Fracking threatens farms and food safety
Some of our most fertile land for growing food also happens to be fertile land for blasting out tons of shale gas. You might guess who’s already winning this battle.
The Nation reports on the effects of fracking pollution on America’s farms, focusing on North Dakota cattle farmer Jackie Schilke, who farms atop Bakken Shale.
After fracking began at 32 sites within a couple miles of her ranch, Schilke’s cattle started dropping dead and Schilke herself started suffering from poor health. Ambient air testing found high levels of a bunch of nasty chemical compounds associated with fracking, and with cancer and birth defects.
State health and agriculture officials acknowledged Schilke’s air and water tests but told her she had nothing to worry about. Her doctors, however, diagnosed her with neurotoxic damage and constricted airways. “I realized that this place is killing me and my cattle,” Schilke says. She began using inhalers and a nebulizer, switched to bottled water, and quit eating her own beef and the vegetables from her garden. (Schilke sells her cattle only to buyers who will finish raising them outside the shale area, where she presumes that any chemical contamination will clear after a few months.) “My health improved,” Schilke says, “but I thought, ‘Oh my God, what are we doing to this land?’”
Around the country, farmland near fracking sites is being contaminated and livestock are getting sick and dying.
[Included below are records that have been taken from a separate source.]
//! Built-in shapes used whenever an object has no custom model, or its custom
//! model could not be loaded.
//!
//! All shapes are unit sized around the origin (the pyramid and cylinder stand on
//! the ground plane) and tinted white; the per-object colour is applied by the
//! renderer.

use std::f32::consts::PI;

use cgmath::{InnerSpace, Vector3};

use crate::data_structures::model::{MeshData, MeshVertex};

const SEGMENTS: u32 = 16;

/// Name of a built-in primitive as referenced by an object's `model` field.
#[derive(Clone, Copy, Debug, PartialEq, Eq, Hash)]
pub enum Primitive {
    Cube,
    Sphere,
    Cylinder,
    Pyramid,
}

impl Primitive {
    pub const ALL: [Primitive; 4] = [
        Primitive::Cube,
        Primitive::Sphere,
        Primitive::Cylinder,
        Primitive::Pyramid,
    ];

    pub fn from_name(name: &str) -> Option<Self> {
        match name.to_ascii_lowercase().as_str() {
            "cube" => Some(Primitive::Cube),
            "sphere" => Some(Primitive::Sphere),
            "cylinder" => Some(Primitive::Cylinder),
            "pyramid" => Some(Primitive::Pyramid),
            _ => None,
        }
    }

    /// Like [`from_name`](Self::from_name) but unknown names draw as a cube.
    pub fn from_name_or_cube(name: &str) -> Self {
        Self::from_name(name).unwrap_or(Primitive::Cube)
    }

    pub fn name(&self) -> &'static str {
        match self {
            Primitive::Cube => "cube",
            Primitive::Sphere => "sphere",
            Primitive::Cylinder => "cylinder",
            Primitive::Pyramid => "pyramid",
        }
    }

    pub fn mesh_data(&self) -> MeshData {
        match self {
            Primitive::Cube => cube(),
            Primitive::Sphere => sphere(SEGMENTS),
            Primitive::Cylinder => cylinder(SEGMENTS),
            Primitive::Pyramid => pyramid(),
        }
    }
}

fn vertex(position: [f32; 3], normal: [f32; 3]) -> MeshVertex {
    MeshVertex {
        position,
        color: MeshVertex::WHITE,
        normal,
        tex_coords: [0.0; 2],
    }
}

fn flat_normal(a: [f32; 3], b: [f32; 3], c: [f32; 3]) -> [f32; 3] {
    let a: Vector3<f32> = a.into();
    let b: Vector3<f32> = b.into();
    let c: Vector3<f32> = c.into();
    (b - a).cross(c - a).normalize().into()
}

/// Pushes a quad (two triangles) sharing a single normal.
fn quad(mesh: &mut MeshData, corners: [[f32; 3]; 4], normal: [f32; 3]) {
    let base = mesh.vertices.len() as u32;
    mesh.vertices
        .extend(corners.iter().map(|&corner| vertex(corner, normal)));
    mesh.indices
        .extend_from_slice(&[base, base + 1, base + 2, base + 2, base + 3, base]);
}

pub fn cube() -> MeshData {
    let mut mesh = MeshData {
        name: "cube".to_string(),
        ..Default::default()
    };
    let h = 0.5;
    // front, back, top, bottom, right, left
    quad(&mut mesh, [[-h, -h, h], [h, -h, h], [h, h, h], [-h, h, h]], [0.0, 0.0, 1.0]);
    quad(&mut mesh, [[-h, -h, -h], [-h, h, -h], [h, h, -h], [h, -h, -h]], [0.0, 0.0, -1.0]);
    quad(&mut mesh, [[-h, h, -h], [-h, h, h], [h, h, h], [h, h, -h]], [0.0, 1.0, 0.0]);
    quad(&mut mesh, [[-h, -h, -h], [h, -h, -h], [h, -h, h], [-h, -h, h]], [0.0, -1.0, 0.0]);
    quad(&mut mesh, [[h, -h, -h], [h, h, -h], [h, h, h], [h, -h, h]], [1.0, 0.0, 0.0]);
    quad(&mut mesh, [[-h, -h, -h], [-h, -h, h], [-h, h, h], [-h, h, -h]], [-1.0, 0.0, 0.0]);
    mesh
}

/// Flat ground quad of the given extent, facing up.
pub fn plane(width: f32, depth: f32) -> MeshData {
    let mut mesh = MeshData {
        name: "plane".to_string(),
        ..Default::default()
    };
    let (hw, hd) = (width / 2.0, depth / 2.0);
    quad(
        &mut mesh,
        [[-hw, 0.0, -hd], [hw, 0.0, -hd], [hw, 0.0, hd], [-hw, 0.0, hd]],
        MeshVertex::UP,
    );
    mesh
}

pub fn pyramid() -> MeshData {
    let mut mesh = MeshData {
        name: "pyramid".to_string(),
        ..Default::default()
    };
    let apex = [0.0, 1.0, 0.0];
    let b = 0.5;
    let base = [[-b, 0.0, b], [b, 0.0, b], [b, 0.0, -b], [-b, 0.0, -b]];
    for side in 0..4 {
        let (left, right) = (base[side], base[(side + 1) % 4]);
        let normal = flat_normal(apex, left, right);
        let first = mesh.vertices.len() as u32;
        mesh.vertices.extend([
            vertex(apex, normal),
            vertex(left, normal),
            vertex(right, normal),
        ]);
        mesh.indices.extend_from_slice(&[first, first + 1, first + 2]);
    }
    quad(
        &mut mesh,
        [base[3], base[2], base[1], base[0]],
        [0.0, -1.0, 0.0],
    );
    mesh
}

pub fn cylinder(segments: u32) -> MeshData {
    let mut mesh = MeshData {
        name: "cylinder".to_string(),
        ..Default::default()
    };
    let radius = 0.5;
    let height = 1.0;
    let ring = |i: u32| {
        let angle = 2.0 * PI * i as f32 / segments as f32;
        (angle.cos(), angle.sin())
    };

    for i in 0..segments {
        let (c1, s1) = ring(i);
        let (c2, s2) = ring(i + 1);
        let base = mesh.vertices.len() as u32;
        mesh.vertices.extend([
            vertex([c1 * radius, 0.0, s1 * radius], [c1, 0.0, s1]),
            vertex([c2 * radius, 0.0, s2 * radius], [c2, 0.0, s2]),
            vertex([c2 * radius, height, s2 * radius], [c2, 0.0, s2]),
            vertex([c1 * radius, height, s1 * radius], [c1, 0.0, s1]),
        ]);
        mesh.indices
            .extend_from_slice(&[base, base + 1, base + 2, base + 2, base + 3, base]);
    }

    // caps: top winds counter-clockwise seen from above, bottom from below
    for (y, normal) in [(height, MeshVertex::UP), (0.0, [0.0, -1.0, 0.0])] {
        let center = mesh.vertices.len() as u32;
        mesh.vertices.push(vertex([0.0, y, 0.0], normal));
        for i in 0..segments {
            let (c1, s1) = ring(i);
            let (c2, s2) = ring(i + 1);
            let first = mesh.vertices.len() as u32;
            let (a, b) = if y > 0.0 {
                ([c1 * radius, y, s1 * radius], [c2 * radius, y, s2 * radius])
            } else {
                ([c2 * radius, y, s2 * radius], [c1 * radius, y, s1 * radius])
            };
            mesh.vertices.extend([vertex(a, normal), vertex(b, normal)]);
            mesh.indices.extend_from_slice(&[center, first, first + 1]);
        }
    }
    mesh
}

pub fn sphere(segments: u32) -> MeshData {
    let mut mesh = MeshData {
        name: "sphere".to_string(),
        ..Default::default()
    };
    let radius = 0.5;
    let (rings, sectors) = (segments, segments);

    for r in 0..=rings {
        let phi = PI * r as f32 / rings as f32;
        let y = phi.cos() * radius;
        let ring_radius = phi.sin() * radius;
        for s in 0..=sectors {
            let theta = 2.0 * PI * s as f32 / sectors as f32;
            let x = theta.cos() * ring_radius;
            let z = theta.sin() * ring_radius;
            mesh.vertices
                .push(vertex([x, y, z], [x / radius, y / radius, z / radius]));
        }
    }

    for r in 0..rings {
        for s in 0..sectors {
            let current = r * (sectors + 1) + s;
            let next = current + sectors + 1;
            mesh.indices.extend_from_slice(&[
                current,
                next,
                current + 1,
                current + 1,
                next,
                next + 1,
            ]);
        }
    }
    mesh
}

#[cfg(test)]
mod tests {
    use super::*;

    fn assert_indices_in_range(mesh: &MeshData) {
        let n = mesh.vertices.len() as u32;
        assert!(mesh.indices.iter().all(|&i| i < n), "{} has a dangling index", mesh.name);
        assert_eq!(mesh.indices.len() % 3, 0);
    }

    #[test]
    fn every_primitive_is_well_formed() {
        for primitive in Primitive::ALL {
            let mesh = primitive.mesh_data();
            assert!(!mesh.vertices.is_empty());
            assert_indices_in_range(&mesh);
        }
        assert_indices_in_range(&plane(10.0, 4.0));
    }

    #[test]
    fn cube_has_twelve_triangles() {
        assert_eq!(cube().triangle_count(), 12);
    }

    #[test]
    fn pyramid_side_normals_point_outwards() {
        let mesh = pyramid();
        // first side spans the +z edge of the base
        assert!(mesh.vertices[0].normal[2] > 0.0);
        assert!(mesh.vertices[0].normal[1] > 0.0);
    }

    #[test]
    fn unknown_names_fall_back_to_cube() {
        assert_eq!(Primitive::from_name("Sphere"), Some(Primitive::Sphere));
        assert_eq!(Primitive::from_name("teapot"), None);
        assert_eq!(Primitive::from_name_or_cube("teapot"), Primitive::Cube);
    }

    #[test]
    fn names_round_trip() {
        for primitive in Primitive::ALL {
            assert_eq!(Primitive::from_name(primitive.name()), Some(primitive));
        }
    }
}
In Louisiana, seventeen cows died after an hour’s exposure to spilled fracking fluid. (Most likely cause of death: respiratory failure.) In north central Pennsylvania, 140 cattle were exposed to fracking wastewater when an impoundment was breached. Approximately seventy cows died; the remainder produced eleven calves, of which only three survived. In western Pennsylvania, an overflowing waste pit sent fracking chemicals into a pond and a pasture where pregnant cows grazed: half their calves were born dead. The following year’s animal births were sexually skewed, with ten females and two males, instead of the usual 50-50 or 60-40 split.
As natural-gas drilling operations move into the Northeast, where there’s a high concentration of organic farms and local-focused eaters, expect to see more conflicts between farmers and frackers. Big questions lie behind those sad images of dead baby cows: How “cheap” is natural gas that costs lives? And is energy independence more important to us than food independence?